Lastly, regarding the codebase, I agree that having to propagate the changes everywhere is not ideal, yet I've checked that altering parse_invoice would require us to make many changes (if not more) as well. Despite the hassle though, I still think it may be worth going forward as you suggested.

[roeierez]

I agree and strongly feel that parsing bolt11 should return a different type than LNInvoice simply because it has different data (even though currently we don't expose/use it).
As for exposing parse_invoice in the udl I agree it is not really necessary (perhaps there are times when the user "knows" that she have a bolt11 in hand and can use this function directly rather than going through the input parser). Doesn't mean we have to do the same mistake twice if we are not sure.

How about:

1. Leave the parse_invoice as is for now (bolt11 only).
2. Not expose parsing bolt12 directly but only via the input parser
3. Use different structure for bolt12 invoices.

[JssDWt]

I think

• LNInvoice could be renamed to Bolt11Invoice to take away any ambiguity.
• parse_invoice could be renamed to parse_bolt11_invoice to make it clear what it's for. Maybe add a parse_bolt12_invoice function (internally) if necessary.
• Add a Bolt12Invoice type
• The input parser could probably use another branch to parse bolt12 invoices as well.

[roeierez]

I agree. I am ok with renaming and break computability a bit.

[JssDWt]

Is the goal to actually expose this to the client? (in that case needs changes to the udl)
I thought we could do the fetching of the invoice inside the send_payment method and we wouldn't need to expose this to the client? Maybe I misunderstood that.

[hydra-yse]

Based on my thoughts on how the flow would be, and the discussions previously had, I have ended up with the following conclusion:

1. User scans the QR code, reading the offer and decoding its contents
2. User gets prompted with mandatory fields to fill (e.g. quantity, amount_msat [if offer's amount = any] etc.)
3. Client calls fetch_invoice with specified parameters, gets a bolt12 invoice in return and displays relevant changes (e.g. amount_msat, which should correspond to the specified amount_msat field times the quantity field, but may have been changed by the recipient for any reason)
4. Client displays the invoice details, if user agrees they execute send_payment, and the invoice gets paid

Thus, since it is relevant for the user to see which changes may or may not have been made, I suggest keeping fetch_invoice as a separate function exposed to the client.
Let me know if you agree or if perhaps we could generalize the mismatches directly within send_payment (e.g. when amount_msat mismatches, simply return Err and have the user retry until the amount is valid, although I do think that would be somewhat limiting for both users and developers).

[JssDWt]

OK, I think that makes sense. It would need some extensive documentation on how to use this bolt12 flow.

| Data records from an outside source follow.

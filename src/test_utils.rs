use crate::payload::{PAYLOAD_LEN, Payload};
use crate::peripheral_id::PeripheralId;
use crate::radio::BroadcastPacket;
use crate::reading::SensorReading;

/// A stable peripheral id for unit tests.
pub const TEST_ID: PeripheralId = PeripheralId([0xAA, 0xBB, 0xCC, 0xDD, 0xEE, 0xFF]);

/// The reading encoded by [`sample_payload`].
pub fn sample_reading() -> SensorReading {
    SensorReading {
        temperature: 21.5,
        humidity: 45.0,
        dew_point: 9.3,
        battery: 87,
    }
}

/// A hand-assembled Tempo Disk payload: 21.5 °C, 45.0 %, dew point 9.3 °C, 87 %.
pub fn sample_payload() -> Payload {
    let mut data = [0u8; PAYLOAD_LEN];
    data[0] = 0x33; // vendor code 0x0133, little-endian
    data[1] = 0x01;
    data[3] = 87; // battery
    data[8] = 0x00; // temperature 215
    data[9] = 0xD7;
    data[10] = 0x01; // humidity 450
    data[11] = 0xC2;
    data[12] = 0x00; // dew point 93
    data[13] = 0x5D;
    data
}

/// A packet from `id` carrying `data` as manufacturer data.
pub fn packet(id: PeripheralId, data: &[u8]) -> BroadcastPacket {
    BroadcastPacket {
        id,
        manufacturer_data: Some(data.to_vec()),
    }
}
//! Typed, bounded, read-only properties exposed to the host.

use std::fmt;

/// The four properties every Tempo Disk exposes, in notification order.
#[derive(Debug, Clone, Copy, PartialEq, Eq, Hash, PartialOrd, Ord)]
pub enum PropertyName {
    Temperature,
    Humidity,
    DewPoint,
    Battery,
}

impl PropertyName {
    /// All properties in the fixed order changes are reported in.
    pub const ALL: [PropertyName; 4] = [
        PropertyName::Temperature,
        PropertyName::Humidity,
        PropertyName::DewPoint,
        PropertyName::Battery,
    ];

    /// Name the host knows the property by.
    pub const fn as_str(&self) -> &'static str {
        match self {
            PropertyName::Temperature => "temperature",
            PropertyName::Humidity => "humidity",
            PropertyName::DewPoint => "dewPoint",
            PropertyName::Battery => "battery",
        }
    }

    /// Declared schema of this property.
    pub const fn schema(&self) -> PropertySchema {
        match self {
            PropertyName::Temperature => PropertySchema {
                name: *self,
                semantic_type: Some("TemperatureProperty"),
                description: "The ambient temperature",
                minimum: -127.9,
                maximum: 127.9,
                step: 0.1,
                unit: "degree celsius",
            },
            PropertyName::Humidity => PropertySchema {
                name: *self,
                semantic_type: None,
                description: "The relative humidity",
                minimum: 0.0,
                maximum: 100.0,
                step: 0.1,
                unit: "%",
            },
            PropertyName::DewPoint => PropertySchema {
                name: *self,
                semantic_type: None,
                description: "The dew point",
                minimum: -127.9,
                maximum: 127.9,
                step: 0.1,
                unit: "degree celsius",
            },
            PropertyName::Battery => PropertySchema {
                name: *self,
                semantic_type: None,
                description: "The battery level",
                minimum: 0.0,
                maximum: 100.0,
                step: 1.0,
                unit: "percent",
            },
        }
    }
}

impl fmt::Display for PropertyName {
    fn fmt(&self, f: &mut fmt::Formatter<'_>) -> fmt::Result {
        f.write_str(self.as_str())
    }
}

/// Property declaration handed to the host when a device is added.
///
/// Every property is a read-only number. The bounds are informational: the
/// cached value is whatever the sensor broadcast.
#[derive(Debug, Clone, Copy, PartialEq)]
pub struct PropertySchema {
    pub name: PropertyName,
    /// Semantic annotation understood by the host, if any
    pub semantic_type: Option<&'static str>,
    pub description: &'static str,
    pub minimum: f64,
    pub maximum: f64,
    /// Values are multiples of this step
    pub step: f64,
    pub unit: &'static str,
}

impl PropertySchema {
    pub const VALUE_TYPE: &'static str = "number";
    pub const READ_ONLY: bool = true;

    /// Whether values are whole numbers.
    pub fn is_integer(&self) -> bool {
        self.step.fract() == 0.0
    }

    /// Whether `value` lies inside the declared bounds.
    pub fn contains(&self, value: f64) -> bool {
        (self.minimum..=self.maximum).contains(&value)
    }
}

/// A declared property together with its last known value.
#[derive(Debug, Clone, PartialEq)]
pub struct Property {
    schema: PropertySchema,
    value: Option<f64>,
}

impl Property {
    /// Declare `name` with no cached value.
    pub fn new(name: PropertyName) -> Self {
        Self {
            schema: name.schema(),
            value: None,
        }
    }

    pub fn name(&self) -> PropertyName {
        self.schema.name
    }

    pub fn schema(&self) -> &PropertySchema {
        &self.schema
    }

    /// Last value written, `None` until the first reading arrives.
    pub fn value(&self) -> Option<f64> {
        self.value
    }

    /// Overwrite the cached value.
    pub fn set_cached_value(&mut self, value: f64) {
        self.value = Some(value);
    }
}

Question is whether we even want to put the bolt12 send_payment in the same function as the bolt11 send_payment then. Since the caller already has to use a different flow to grab the invoice and show things to the user, maybe we're better off having separate functions, rather than trying to fit everything in the same?

[JssDWt]

It's a shame we have to expose all this all the way to the user. It makes the sdk harder to use. It's not just a send_payment flow anymore, but you really have to implement many branches as a developer. I guess there's not much we can do about that though.

[roeierez]

I think we can start with error when mismatch. It is too duplicate flow to show changes. Also we don't know currently if in practice this really happens or what is the probability for this to happen.

How about start simple? :

1. User pay offer (and pass amount for amount-less offers)
2. We fetch the invoice internally if amount doesn't match return error otherwise we just pay.

[roeierez]

@JssDWt @hydra-yse my suggestion above consolidates the flow I agree we shouldn't make the flow complicated and we should do our best do send_payment would fit both cases (bolt12 and bolt11).
If the internally fetch 8nvoice returns mismatch in amount let's just return error

[roeierez]

Just to make sure, we came to a conclusion that we don't need this method at the BreezServices level right?

[roeierez]

How about remove this field and not supporting quantity at all at this stage?

[roeierez]

Also here perhaps not pass quantity at all? I am OK with starting without supporting quantity at all and even return error when user scans an offer that requires quantity.
I think it is better to wait for a feedback from the users here to understand if supporting it is required.

[hydra-yse]

After thinking about it, I agree. Implementing quantity doesn't take much (just a few lines of code in fact, since the changes are handled on CLN) though I do agree in more general terms that perhaps it could be handled elsewhere. Leaving it out for now 👍

[roeierez]

Perhaps a simple way would be to just return error here? These are validation errors for the developer, not for the end user if I understand correctly.

[hydra-yse]

Indeed, I kept them for the developer side if a change is ever detected. This way, they can check the array of fields and get a convenient enum which they can then use to throw specific errors, or perhaps show a "red field" for the values that need to be changed in order for the offer to succeed.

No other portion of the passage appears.